When Google Gets It Wrong
My wife is reading a crime story I got for Christmas and read over the holidays, Christian von Ditfurth, Mann ohne Makel. It’s sleuth, Josef Maria Stachelmann, is a historian of the Third Reich. Wonderful read, if you know German. Anyway, my wife asked me about the Hossbach Protocol that Stachelmann is supposed to give a talk about. My memory failed me, so I took the easy way out with Google. Bad idea.
The first two hits on Google led to web sites that seek to appear legitimate, but which are in fact sites that deny the Holocaust and consider the Nuremberg Trial a travesty of justice. How did Google mess this up? Have some Nazi would-be academics learned search engine optimization (SEO)? Or was this blind luck? I’m not sure how Google’s search engine works, but the results here certainly point to the limitations of algorithms that rely on the syntactic relevance of a site. Also, while no one is linking to the articles about the Hossbach Protocol directly, there are many links to the main sites on which the articles appear. (You can determine who is linking to a site by typing link:www.name-of-site.com into the Google search box, unless the site is using the nofollow attribute in its links.) In other words, the sites appear to be popular and therefore relevant in Google’s eyes. In fact, Google has blessed both sites with respectable, if not overwhelming page ranks (PR).
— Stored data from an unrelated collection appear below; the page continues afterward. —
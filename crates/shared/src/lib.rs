//! 共享库
//!
//! 包含服务共用的配置加载、配置热更新与可观测性基础设施代码。

pub mod config;
pub mod config_watcher;
pub mod observability;
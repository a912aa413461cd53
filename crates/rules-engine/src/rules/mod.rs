//! 内置规则实现

mod escalate;
mod forward;

pub use escalate::EscalateRule;
pub use forward::ForwardRule;
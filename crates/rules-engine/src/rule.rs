//! 规则 Trait 定义
//!
//! 规则是分发的叶子行为：给定上下文，异步产生一个结果。
//! 通过字符串标识注册到 [`RuleRegistry`](crate::registry::RuleRegistry)，
//! 配置只通过该标识引用规则。
//!
//! # 示例
//!
//! ```ignore
//! struct AuditRule;
//!
//! #[async_trait]
//! impl Rule for AuditRule {
//!     async fn execute(&self, context: Arc<RuleContext>) -> Result<RuleResult> {
//!         let status = format!("{} Audited", context.source);
//!         Ok(RuleResult::new(context, status))
//!     }
//! }
//! ```

use async_trait::async_trait;
use std::sync::Arc;

use crate::error::Result;
use crate::models::{RuleContext, RuleResult};

/// 规则 Trait
///
/// 实例以 `Arc` 在请求间共享；若持有内部状态，需自行保证并发安全。
#[cfg_attr(test, mockall::automock)]
#[async_trait]
pub trait Rule: Send + Sync {
    /// 执行规则
    async fn execute(&self, context: Arc<RuleContext>) -> Result<RuleResult>;

    /// 规则描述，用于日志与索引查看
    fn description(&self) -> &'static str {
        ""
    }
}
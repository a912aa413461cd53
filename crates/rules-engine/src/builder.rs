//! 规则索引构建器
//!
//! 按配置声明顺序编译每条条件表达式、解析规则名并生成不可变的 [`RuleIndex`]。
//! 任何一项配置错误都会使整次构建失败，不做重试。

use std::sync::Arc;

use dispatch_shared::config::{RuleConfiguration, RulesConfiguration};
use tracing::{debug, info, instrument, warn};

use crate::compiler::compile;
use crate::error::{Result, RuleError};
use crate::index::{BoundRule, IndexEntry, RuleIndex};
use crate::registry::RuleRegistry;

/// 规则索引构建器
pub struct RulesBuilder {
    configuration: RulesConfiguration,
    registry: Arc<RuleRegistry>,
}

impl RulesBuilder {
    pub fn new(configuration: RulesConfiguration, registry: Arc<RuleRegistry>) -> Self {
        Self {
            configuration,
            registry,
        }
    }

    pub fn configuration(&self) -> &RulesConfiguration {
        &self.configuration
    }

    pub fn registry(&self) -> &Arc<RuleRegistry> {
        &self.registry
    }

    /// 构建规则索引
    #[instrument(skip(self), fields(entries = self.configuration.len()))]
    pub fn build(&self) -> Result<RuleIndex> {
        if self.configuration.is_empty() {
            warn!("规则配置为空，所有分发请求都将无匹配");
        }

        let entries = self
            .configuration
            .configurations
            .iter()
            .enumerate()
            .map(|(position, config)| self.build_entry(position, config))
            .collect::<Result<Vec<_>>>()?;

        let index = RuleIndex::new(entries);
        let stats = index.stats();
        info!(
            entry_count = stats.entry_count,
            priority_count = stats.priority_count,
            rule_bindings = stats.rule_bindings,
            "规则索引构建完成"
        );

        Ok(index)
    }

    fn build_entry(&self, position: usize, config: &RuleConfiguration) -> Result<IndexEntry> {
        let criteria = compile(&config.criteria).inspect_err(|e| {
            warn!(entry = position, error = %e, "条件表达式编译失败");
        })?;

        if config.rules.is_empty() {
            return Err(RuleError::EmptyRuleList {
                entry: position,
                criteria: config.criteria.clone(),
            });
        }

        let rules = config
            .rules
            .iter()
            .map(|name| {
                self.registry
                    .get(name)
                    .map(|rule| BoundRule {
                        name: name.clone(),
                        rule,
                    })
                    .ok_or_else(|| RuleError::UnknownRule {
                        entry: position,
                        criteria: config.criteria.clone(),
                        rule: name.clone(),
                    })
            })
            .collect::<Result<Vec<_>>>()?;

        debug!(
            entry = position,
            criteria = %criteria,
            priority = config.priority,
            rules = ?config.rules,
            "索引项已构建"
        );

        Ok(IndexEntry {
            criteria,
            priority: config.priority,
            rules,
        })
    }
}
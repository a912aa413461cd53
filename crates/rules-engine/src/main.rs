//! 规则分发服务
//!
//! 启动时构建规则索引（配置错误直接退出），提供 HTTP 分发接口；
//! 开启 config_center 时监听配置目录并热更新索引。

use std::sync::Arc;

use anyhow::{Context, Result};
use dispatch_shared::config::AppConfig;
use dispatch_shared::config_watcher::{ConfigWatcher, DynamicConfig, FileConfigWatcher};
use dispatch_shared::observability;
use rules_engine::http::{AppState, router};
use rules_engine::{RuleRegistry, RulesBuilder, RulesExecutor, spawn_index_reloader};
use tokio::net::TcpListener;
use tracing::{info, warn};

const SERVICE_NAME: &str = "rules-engine";

#[tokio::main]
async fn main() -> Result<()> {
    let config = AppConfig::load(SERVICE_NAME).context("加载配置失败")?;

    let obs_config = config
        .observability
        .clone()
        .with_service_name(&config.service_name);
    let _guard = observability::init(&obs_config).await?;

    info!(
        environment = %config.environment,
        entries = config.rules.len(),
        "Starting rules-engine service..."
    );

    let registry = Arc::new(RuleRegistry::with_defaults());

    // 配置错误在接收请求之前暴露
    let builder = RulesBuilder::new(config.rules.clone(), registry.clone());
    let executor = RulesExecutor::from_builder(&builder).context("规则索引构建失败")?;

    let watcher = if config.config_center.enabled {
        let dynamic_config = DynamicConfig::new(config.clone());
        let watcher = FileConfigWatcher::from_config(SERVICE_NAME, &config, dynamic_config.clone());

        match watcher.start().await {
            Ok(()) => {
                spawn_index_reloader(executor.clone(), registry.clone(), dynamic_config.subscribe());
                info!(path = %watcher.watch_path().display(), "规则配置热更新已启用");
                Some(watcher)
            }
            Err(e) => {
                warn!(error = %e, "配置监听启动失败，热更新不可用");
                None
            }
        }
    } else {
        None
    };

    let app = router(AppState::new(executor));

    let listener = TcpListener::bind(config.server_addr()).await?;
    info!("Listening on {}", config.server_addr());

    axum::serve(listener, app)
        .with_graceful_shutdown(shutdown_signal())
        .await?;

    if let Some(watcher) = watcher {
        watcher.stop().await?;
    }

    info!("Service shutdown complete");
    Ok(())
}

/// 监听关闭信号（SIGTERM 或 Ctrl+C）
async fn shutdown_signal() {
    let ctrl_c = async {
        if let Err(e) = tokio::signal::ctrl_c().await {
            warn!(error = %e, "注册 Ctrl+C 处理器失败");
            std::future::pending::<()>().await;
        }
    };

    #[cfg(unix)]
    let terminate = async {
        match tokio::signal::unix::signal(tokio::signal::unix::SignalKind::terminate()) {
            Ok(mut signal) => {
                signal.recv().await;
            }
            Err(e) => {
                warn!(error = %e, "注册 SIGTERM 处理器失败");
                std::future::pending::<()>().await;
            }
        }
    };

    #[cfg(not(unix))]
    let terminate = std::future::pending::<()>();

    tokio::select! {
        _ = ctrl_c => info!("Received Ctrl+C, initiating graceful shutdown..."),
        _ = terminate => info!("Received SIGTERM, initiating graceful shutdown..."),
    }
}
The first one Historical Revisionism, comes in at a PR 4, and the second one, Institute for Historical Review, at PR 5 on a scale of 0 to 10.
Now I could stop with this warning about the limitations of Google search results, but perhaps there is more to be learned here. Perhaps I should also issue a plea to historians to both learn SEO and write for general audiences on the web. Like it or not, Google is the first place many people turn for answers, and anyone seeking one on the Hossbach Protocol can be easily led astray. Actually, historians might not even need to learn SEO. Wikipedia already has a high page rank and its pages turn up regularly at or near the top of Google search results. Perhaps all that is needed is more and better Wikipedia articles. The Hossbach Protocol doesn’t show up in Wikipedia. If it had, the search results would have been different.
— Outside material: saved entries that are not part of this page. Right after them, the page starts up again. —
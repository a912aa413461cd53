//! 条件表达式编译器
//!
//! 将形如 `Source-Error == Order-QuantityError` 的条件字符串解析成类型化的语法树：
//! 一个操作符加上按位置配对的 (字段, 字面量) 列表。
//!
//! 文法（空白分隔，恰好三段）：
//!
//! ```text
//! <fields> <operator> <values>
//! fields   := name ('-' name)*
//! operator := '==' | '!='
//! values   := literal ('-' literal)*      // 个数与 fields 一致
//! ```
//!
//! 字段名先匹配上下文的一等属性（`source`、`context_type`，忽略大小写与下划线），
//! 否则作为 `parameters` 的键（区分大小写）。

use crate::error::{Result, RuleError};
use crate::evaluator::PredicateEvaluator;
use crate::models::RuleContext;
use crate::operators::Operator;
use std::fmt;
use std::str::FromStr;

/// 字段与多字段之间的分隔符
pub const FIELD_SEPARATOR: char = '-';

/// 字段引用
#[derive(Debug, Clone, PartialEq, Eq)]
pub enum Field {
    Source,
    ContextType,
    Parameter(String),
}

impl Field {
    /// 解析字段名
    pub fn resolve(name: &str) -> Self {
        let normalized: String = name
            .chars()
            .filter(|c| *c != '_')
            .collect::<String>()
            .to_ascii_lowercase();

        match normalized.as_str() {
            "source" => Self::Source,
            "contexttype" => Self::ContextType,
            _ => Self::Parameter(name.to_string()),
        }
    }

    /// 从上下文中取值，参数缺失时返回 None
    pub fn value<'a>(&self, context: &'a RuleContext) -> Option<&'a str> {
        match self {
            Self::Source => Some(&context.source),
            Self::ContextType => Some(&context.context_type),
            Self::Parameter(key) => context.parameter(key),
        }
    }
}

/// 单个比较项
#[derive(Debug, Clone, PartialEq, Eq)]
pub struct Term {
    /// 表达式中书写的字段名
    pub name: String,
    pub field: Field,
    pub literal: String,
}

/// 编译后的条件（谓词）
///
/// 不含可变状态，可被多个请求并发求值。
#[derive(Debug, Clone, PartialEq, Eq)]
pub struct Criteria {
    text: String,
    operator: Operator,
    terms: Vec<Term>,
}

impl Criteria {
    /// 编译条件表达式
    pub fn parse(criteria: &str) -> Result<Self> {
        compile(criteria)
    }

    pub fn operator(&self) -> Operator {
        self.operator
    }

    pub fn terms(&self) -> &[Term] {
        &self.terms
    }

    /// 表达式引用的字段名（按书写顺序）
    pub fn fields(&self) -> impl Iterator<Item = &str> {
        self.terms.iter().map(|t| t.name.as_str())
    }

    /// 规范化后的表达式文本
    pub fn as_str(&self) -> &str {
        &self.text
    }

    /// 对上下文求值
    pub fn evaluate(&self, context: &RuleContext) -> bool {
        PredicateEvaluator::evaluate(self, context)
    }
}

impl FromStr for Criteria {
    type Err = RuleError;

    fn from_str(s: &str) -> Result<Self> {
        compile(s)
    }
}

impl fmt::Display for Criteria {
    fn fmt(&self, f: &mut fmt::Formatter<'_>) -> fmt::Result {
        f.write_str(&self.text)
    }
}

/// 编译条件表达式
pub fn compile(criteria: &str) -> Result<Criteria> {
    let invalid = |reason: String| RuleError::InvalidCriteria {
        criteria: criteria.to_string(),
        reason,
    };

    let tokens: Vec<&str> = criteria.split_whitespace().collect();
    let &[fields, operator, values] = tokens.as_slice() else {
        return Err(invalid(format!(
            "需要 3 个以空白分隔的部分，实际 {} 个",
            tokens.len()
        )));
    };

    let op = Operator::from_symbol(operator).ok_or_else(|| RuleError::UnsupportedOperator {
        criteria: criteria.to_string(),
        operator: operator.to_string(),
    })?;

    let names: Vec<&str> = fields.split(FIELD_SEPARATOR).collect();
    let literals: Vec<&str> = values.split(FIELD_SEPARATOR).collect();

    if names.len() != literals.len() {
        return Err(RuleError::FieldValueMismatch {
            criteria: criteria.to_string(),
            fields: names.len(),
            values: literals.len(),
        });
    }

    if let Some(index) = names.iter().position(|name| name.is_empty()) {
        return Err(invalid(format!("第 {} 个字段名为空", index + 1)));
    }

    let terms = names
        .into_iter()
        .zip(literals)
        .map(|(name, literal)| Term {
            name: name.to_string(),
            field: Field::resolve(name),
            literal: literal.to_string(),
        })
        .collect();

    Ok(Criteria {
        text: format!("{} {} {}", fields, op, values),
        operator: op,
        terms,
    })
}

#[cfg(test)]
mod tests {
    use super::*;

    #[test]
    fn test_compile_single_field() {
        let criteria = compile("Source == Account").unwrap();

        assert_eq!(criteria.operator(), Operator::Eq);
        assert_eq!(criteria.terms().len(), 1);
        assert_eq!(criteria.terms()[0].field, Field::Source);
        assert_eq!(criteria.terms()[0].literal, "Account");
        assert_eq!(criteria.as_str(), "Source == Account");
    }

    #[test]
    fn test_compile_multiple_fields() {
        let criteria = compile("Source-ContextType-Error != Order-Alarm-QuantityError").unwrap();

        assert_eq!(criteria.operator(), Operator::Neq);
        assert_eq!(
            criteria.fields().collect::<Vec<_>>(),
            vec!["Source", "ContextType", "Error"]
        );
        assert_eq!(criteria.terms()[1].field, Field::ContextType);
        assert_eq!(
            criteria.terms()[2].field,
            Field::Parameter("Error".to_string())
        );
        assert_eq!(criteria.terms()[2].literal, "QuantityError");
    }

    #[test]
    fn test_compile_normalizes_whitespace() {
        let criteria: Criteria = "  Source   ==\tAccount ".parse().unwrap();
        assert_eq!(criteria.to_string(), "Source == Account");
    }

    #[test]
    fn test_field_resolution() {
        assert_eq!(Field::resolve("Source"), Field::Source);
        assert_eq!(Field::resolve("source"), Field::Source);
        assert_eq!(Field::resolve("ContextType"), Field::ContextType);
        assert_eq!(Field::resolve("context_type"), Field::ContextType);
        assert_eq!(Field::resolve("contextType"), Field::ContextType);
        assert_eq!(
            Field::resolve("Region"),
            Field::Parameter("Region".to_string())
        );
    }

    #[test]
    fn test_wrong_token_count() {
        for input in ["", "Source", "Source ==", "Source == Account extra", "Source==Account"] {
            let err = compile(input).unwrap_err();
            assert!(
                matches!(err, RuleError::InvalidCriteria { .. }),
                "'{}' should be rejected, got {:?}",
                input,
                err
            );
        }
    }

    #[test]
    fn test_unsupported_operator() {
        let err = compile("Source >= Account").unwrap_err();
        match err {
            RuleError::UnsupportedOperator { operator, .. } => assert_eq!(operator, ">="),
            other => panic!("unexpected error: {:?}", other),
        }
    }

    #[test]
    fn test_field_value_mismatch() {
        let err = compile("Source-Error == Order").unwrap_err();
        match err {
            RuleError::FieldValueMismatch { fields, values, .. } => {
                assert_eq!(fields, 2);
                assert_eq!(values, 1);
            }
            other => panic!("unexpected error: {:?}", other),
        }

        assert!(matches!(
            compile("Source == Order-QuantityError"),
            Err(RuleError::FieldValueMismatch { .. })
        ));
    }

    #[test]
    fn test_empty_field_name() {
        let err = compile("Source- == Order-X").unwrap_err();
        assert!(matches!(err, RuleError::InvalidCriteria { .. }));
        assert!(err.to_string().contains("第 2 个字段名为空"));
    }

    #[test]
    fn test_compile_is_deterministic() {
        let a = compile("Source-Error == Order-QuantityError").unwrap();
        let b = compile("Source-Error == Order-QuantityError").unwrap();
        assert_eq!(a, b);
    }
}
//! M3U playlist parser
//!
//! A single-pass, line-oriented scanner for extended M3U playlists. Each
//! `#EXTINF:` directive opens a pending record; the next non-comment line is
//! its stream URL. Malformed input never aborts the parse: problems are
//! collected as [`ParseWarning`]s and the scanner moves on to the next line.

use std::fmt;
use tracing::{debug, info, warn};
use url::Url;

use super::attributes::{parse_attributes, title_separator};
use crate::models::{Channel, UNKNOWN_CHANNEL_NAME};

/// Playlist header expected on the first line
pub const HEADER_MARKER: &str = "#EXTM3U";

/// Directive introducing channel metadata
pub const DIRECTIVE_MARKER: &str = "#EXTINF:";

const COMMENT_MARKER: char = '#';
const BYTE_ORDER_MARK: char = '\u{feff}';

/// Non-fatal problems found while scanning a playlist
#[derive(Debug, Clone, PartialEq, Eq)]
pub enum ParseWarning {
    /// The first line is not the `#EXTM3U` header
    MissingHeader,
    /// A directive was followed by a URL line that is not a valid URL
    InvalidChannelUrl {
        line: usize,
        name: String,
        url: String,
    },
}

impl fmt::Display for ParseWarning {
    fn fmt(&self, f: &mut fmt::Formatter<'_>) -> fmt::Result {
        match self {
            ParseWarning::MissingHeader => write!(f, "may not be a valid M3U file"),
            ParseWarning::InvalidChannelUrl { line, name, url } => {
                write!(f, "invalid URL for channel {name} at line {line}: {url}")
            }
        }
    }
}

/// Channels in source order plus everything the scanner complained about
#[derive(Debug, Clone, Default)]
pub struct ParseOutcome {
    pub channels: Vec<Channel>,
    pub warnings: Vec<ParseWarning>,
}

/// Metadata accumulated since the last directive line
#[derive(Debug, Default)]
struct PendingChannel {
    name: String,
    logo: Option<String>,
    category: Option<String>,
    country: Option<String>,
    language: Option<String>,
    id: Option<String>,
}

impl PendingChannel {
    fn into_channel(self, url: String) -> Channel {
        Channel {
            name: self.name,
            url,
            logo: self.logo,
            category: self.category,
            country: self.country,
            language: self.language,
            id: self.id,
        }
    }
}

/// M3U parser
///
/// The parser never deduplicates and never fails. An optional limit stops
/// the scan once that many channels were emitted; the output is identical
/// to truncating a full parse.
#[derive(Debug, Clone, Default)]
pub struct M3uParser {
    source: String,
    limit: Option<usize>,
}

impl M3uParser {
    /// Create a parser; `source` only labels log lines
    pub fn new<S: Into<String>>(source: S) -> Self {
        Self {
            source: source.into(),
            limit: None,
        }
    }

    /// Stop after `limit` channels
    pub fn with_limit(mut self, limit: usize) -> Self {
        self.limit = Some(limit);
        self
    }

    /// Parse playlist text into channels and warnings
    pub fn parse(&self, content: &str) -> ParseOutcome {
        let mut outcome = ParseOutcome::default();
        let mut pending: Option<PendingChannel> = None;
        let content = content.strip_prefix(BYTE_ORDER_MARK).unwrap_or(content);

        debug!("Starting M3U parsing for source: {}", self.source);

        let has_header = content
            .lines()
            .next()
            .is_some_and(|first| first.trim().starts_with(HEADER_MARKER));
        if !has_header {
            warn!("Warning: File from {} may not be a valid M3U file", self.source);
            outcome.warnings.push(ParseWarning::MissingHeader);
        }

        for (line_num, line) in content.lines().enumerate() {
            if self.limit.is_some_and(|limit| outcome.channels.len() >= limit) {
                debug!(
                    "Channel limit reached at line {}, stopping parse of {}",
                    line_num + 1,
                    self.source
                );
                break;
            }

            let line = line.trim();

            if line.starts_with(DIRECTIVE_MARKER) {
                if let Some(previous) = pending.take() {
                    debug!(
                        "Discarding channel '{}' without stream URL before line {}",
                        previous.name,
                        line_num + 1
                    );
                }
                pending = Some(Self::parse_directive(line));
            } else if !line.is_empty() && !line.starts_with(COMMENT_MARKER) {
                let Some(channel) = pending.take() else {
                    debug!("Ignoring stream URL without directive at line {}: {}", line_num + 1, line);
                    continue;
                };

                if is_valid_stream_url(line) {
                    outcome.channels.push(channel.into_channel(line.to_string()));
                } else {
                    warn!("Invalid URL for channel {}: {}", channel.name, line);
                    outcome.warnings.push(ParseWarning::InvalidChannelUrl {
                        line: line_num + 1,
                        name: channel.name,
                        url: line.to_string(),
                    });
                }
            }
        }

        info!(
            "Parsed {} channels from M3U source: {}",
            outcome.channels.len(),
            self.source
        );
        outcome
    }

    /// Extract name and attributes from an `#EXTINF:` line
    fn parse_directive(line: &str) -> PendingChannel {
        let content = line.strip_prefix(DIRECTIVE_MARKER).unwrap_or(line);

        // Title follows the last unquoted comma; attributes sit before it
        let (attrs_part, title) = match title_separator(content) {
            Some(pos) => (&content[..pos], content[pos + 1..].trim()),
            None => (content, ""),
        };

        let name = if title.is_empty() {
            UNKNOWN_CHANNEL_NAME.to_string()
        } else {
            title.to_string()
        };

        let mut attributes = parse_attributes(attrs_part);

        PendingChannel {
            name,
            logo: attributes.remove("tvg-logo"),
            category: attributes
                .remove("group-title")
                .map(|group| group.to_lowercase().trim().to_string())
                .filter(|group| !group.is_empty()),
            country: attributes.remove("tvg-country"),
            language: attributes.remove("tvg-language"),
            id: attributes.remove("tvg-id"),
        }
    }
}

/// Parse playlist text into channels, in source order
pub fn parse(content: &str) -> Vec<Channel> {
    M3uParser::new("inline").parse(content).channels
}

/// Parse at most `limit` channels
pub fn parse_with_limit(content: &str, limit: usize) -> Vec<Channel> {
    M3uParser::new("inline").with_limit(limit).parse(content).channels
}

/// A stream URL must be absolute; hierarchical URLs also need a host
pub fn is_valid_stream_url(candidate: &str) -> bool {
    Url::parse(candidate).is_ok_and(|url| url.cannot_be_a_base() || url.has_host())
}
Wikipedia brings up another twist. Typically, when one uses one term in Wikipedia that is more commonly known by another, Wikipedia will at least offer alternative results. (It’s better than Google that way. Google can only offer spelling alternatives.) In this case, though, the more typical American name for this document did not show up in the search results. Only after I typed Hossbach Memorandum did I find what I was looking for. I then typed this term into Google and came up with much more satisfactory results. Only one of the right-wing links came up on the first page, and this time near the bottom.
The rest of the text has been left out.